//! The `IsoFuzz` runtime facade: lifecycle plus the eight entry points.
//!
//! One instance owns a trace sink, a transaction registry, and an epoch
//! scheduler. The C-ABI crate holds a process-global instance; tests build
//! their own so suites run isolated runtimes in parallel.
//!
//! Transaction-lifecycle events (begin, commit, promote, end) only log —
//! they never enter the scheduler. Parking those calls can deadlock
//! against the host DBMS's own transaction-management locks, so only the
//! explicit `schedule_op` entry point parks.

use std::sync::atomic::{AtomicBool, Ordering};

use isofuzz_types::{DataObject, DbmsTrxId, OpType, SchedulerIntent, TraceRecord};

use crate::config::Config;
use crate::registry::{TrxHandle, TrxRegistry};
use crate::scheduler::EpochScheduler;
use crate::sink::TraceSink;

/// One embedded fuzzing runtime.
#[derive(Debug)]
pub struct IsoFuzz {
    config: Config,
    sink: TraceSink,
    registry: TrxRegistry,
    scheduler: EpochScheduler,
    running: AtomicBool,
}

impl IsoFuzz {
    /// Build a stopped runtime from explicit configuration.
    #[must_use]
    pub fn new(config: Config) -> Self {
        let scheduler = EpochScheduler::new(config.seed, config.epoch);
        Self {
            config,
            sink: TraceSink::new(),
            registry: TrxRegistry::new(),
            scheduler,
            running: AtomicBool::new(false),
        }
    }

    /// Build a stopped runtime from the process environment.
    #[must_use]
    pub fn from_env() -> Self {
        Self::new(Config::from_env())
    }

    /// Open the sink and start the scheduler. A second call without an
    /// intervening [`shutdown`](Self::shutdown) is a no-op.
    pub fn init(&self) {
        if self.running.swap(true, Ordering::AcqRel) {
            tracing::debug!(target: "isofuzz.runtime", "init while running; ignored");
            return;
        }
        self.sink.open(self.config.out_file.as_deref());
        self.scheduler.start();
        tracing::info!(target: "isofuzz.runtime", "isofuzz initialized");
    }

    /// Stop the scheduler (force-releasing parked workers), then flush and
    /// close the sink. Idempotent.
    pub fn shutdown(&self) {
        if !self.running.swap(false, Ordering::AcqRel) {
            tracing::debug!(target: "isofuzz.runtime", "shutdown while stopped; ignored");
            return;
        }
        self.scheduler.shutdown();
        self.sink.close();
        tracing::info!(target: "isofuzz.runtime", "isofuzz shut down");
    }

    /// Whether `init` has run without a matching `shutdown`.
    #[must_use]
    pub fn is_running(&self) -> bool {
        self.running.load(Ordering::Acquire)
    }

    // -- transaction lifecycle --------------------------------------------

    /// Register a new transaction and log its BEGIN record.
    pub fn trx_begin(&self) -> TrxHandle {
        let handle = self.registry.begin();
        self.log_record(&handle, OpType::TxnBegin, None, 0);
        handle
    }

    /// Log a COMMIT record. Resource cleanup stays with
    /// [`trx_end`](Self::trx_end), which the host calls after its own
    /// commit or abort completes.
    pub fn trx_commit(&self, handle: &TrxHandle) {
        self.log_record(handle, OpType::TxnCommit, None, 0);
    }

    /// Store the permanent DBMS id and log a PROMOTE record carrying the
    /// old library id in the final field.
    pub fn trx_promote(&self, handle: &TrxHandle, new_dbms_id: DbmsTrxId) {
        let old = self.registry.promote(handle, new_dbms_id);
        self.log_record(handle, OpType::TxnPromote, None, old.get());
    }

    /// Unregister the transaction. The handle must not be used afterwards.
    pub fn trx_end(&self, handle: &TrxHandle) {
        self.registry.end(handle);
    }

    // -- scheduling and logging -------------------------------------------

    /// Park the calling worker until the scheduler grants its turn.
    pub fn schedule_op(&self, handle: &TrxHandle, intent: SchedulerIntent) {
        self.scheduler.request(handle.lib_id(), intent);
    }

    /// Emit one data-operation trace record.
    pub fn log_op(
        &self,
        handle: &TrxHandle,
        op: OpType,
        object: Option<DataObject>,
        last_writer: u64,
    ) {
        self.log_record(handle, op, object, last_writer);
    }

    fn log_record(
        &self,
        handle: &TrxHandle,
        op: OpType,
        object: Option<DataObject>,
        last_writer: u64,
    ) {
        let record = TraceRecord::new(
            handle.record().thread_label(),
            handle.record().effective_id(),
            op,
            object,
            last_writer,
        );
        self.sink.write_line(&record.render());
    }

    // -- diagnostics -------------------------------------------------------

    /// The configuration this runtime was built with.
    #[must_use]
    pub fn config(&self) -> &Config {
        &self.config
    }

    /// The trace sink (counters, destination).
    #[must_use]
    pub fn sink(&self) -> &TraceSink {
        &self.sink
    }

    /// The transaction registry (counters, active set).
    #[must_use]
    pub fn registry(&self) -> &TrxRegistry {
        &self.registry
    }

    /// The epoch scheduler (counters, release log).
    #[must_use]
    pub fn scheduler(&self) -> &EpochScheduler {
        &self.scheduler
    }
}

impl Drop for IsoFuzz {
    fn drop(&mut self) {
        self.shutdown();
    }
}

# # #

TASK TO CARRY OUT
Each line, beginning at the one that contains "pub fn registry(&self)" and continuing through the end of the records, must be written out exactly, first and last included.

ANSWER BOX
    pub fn registry(&self) -> &TrxRegistry {
        &self.registry
    }

    /// The epoch scheduler (counters, release log).
    #[must_use]
    pub fn scheduler(&self) -> &EpochScheduler {
        &self.scheduler
    }
}

impl Drop for IsoFuzz {
    fn drop(&mut self) {
        self.shutdown();
    }
}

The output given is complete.